(Collected data)
---------------

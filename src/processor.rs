//! Sequential request processing
//!
//! Orchestrates the pipeline between the LineReader (request input), the
//! Dispatcher (business logic) and json_format (response output).
//!
//! Requests are handled strictly one at a time: a response is written and
//! flushed before the next line is read, so output order always matches
//! input order and a consumer on the other end of a pipe sees each response
//! as soon as it exists.

use crate::dispatch::Dispatcher;
use crate::io::json_format::{write_response, OutputStyle};
use crate::io::line_reader::LineReader;
use crate::types::AuthorizerError;
use std::io::{BufRead, Write};
use tracing::{info, warn};

/// Counters for one processing run
#[derive(Debug, Clone, Copy, Default, PartialEq, Eq)]
pub struct ProcessSummary {
    /// Input lines consumed, blank ones included
    pub lines: u64,
    /// Requests decoded and answered
    pub processed: u64,
    /// Lines skipped because they were not valid requests
    pub skipped: u64,
}

/// Process every request from `input` and write one response line each
///
/// # Errors
///
/// Returns an error if reading input or writing output fails. Lines that
/// cannot be decoded are logged and skipped without a response.
pub fn process<R, W>(
    input: R,
    output: &mut W,
    style: OutputStyle,
) -> Result<ProcessSummary, AuthorizerError>
where
    R: BufRead,
    W: ?Sized + Write,
{
    process_with(&mut Dispatcher::new(), input, output, style)
}

/// Same as [`process`], with a caller-provided dispatcher
pub fn process_with<R, W>(
    dispatcher: &mut Dispatcher,
    input: R,
    output: &mut W,
    style: OutputStyle,
) -> Result<ProcessSummary, AuthorizerError>
where
    R: BufRead,
    W: ?Sized + Write,
{
    let mut summary = ProcessSummary::default();
    let mut reader = LineReader::new(input);

    for result in reader.by_ref() {
        match result {
            Ok(request) => {
                let response = dispatcher.dispatch(request);
                write_response(&response, style, output)?;
                output.flush()?;
                summary.processed += 1;
            }
            Err(e) if e.is_recoverable() => {
                warn!("skipping request: {}", e);
                summary.skipped += 1;
            }
            Err(e) => return Err(e),
        }
    }

    summary.lines = reader.lines_read();
    info!(
        lines = summary.lines,
        processed = summary.processed,
        skipped = summary.skipped,
        "finished processing requests"
    );
    Ok(summary)
}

---------------

• _EXERCISE_: Note each line above that contains "skipped" and copy it out.

• _THE ANSWER_:
    /// Lines skipped because they were not valid requests
    pub skipped: u64,
/// cannot be decoded are logged and skipped without a response.
                summary.skipped += 1;
        skipped = summary.skipped,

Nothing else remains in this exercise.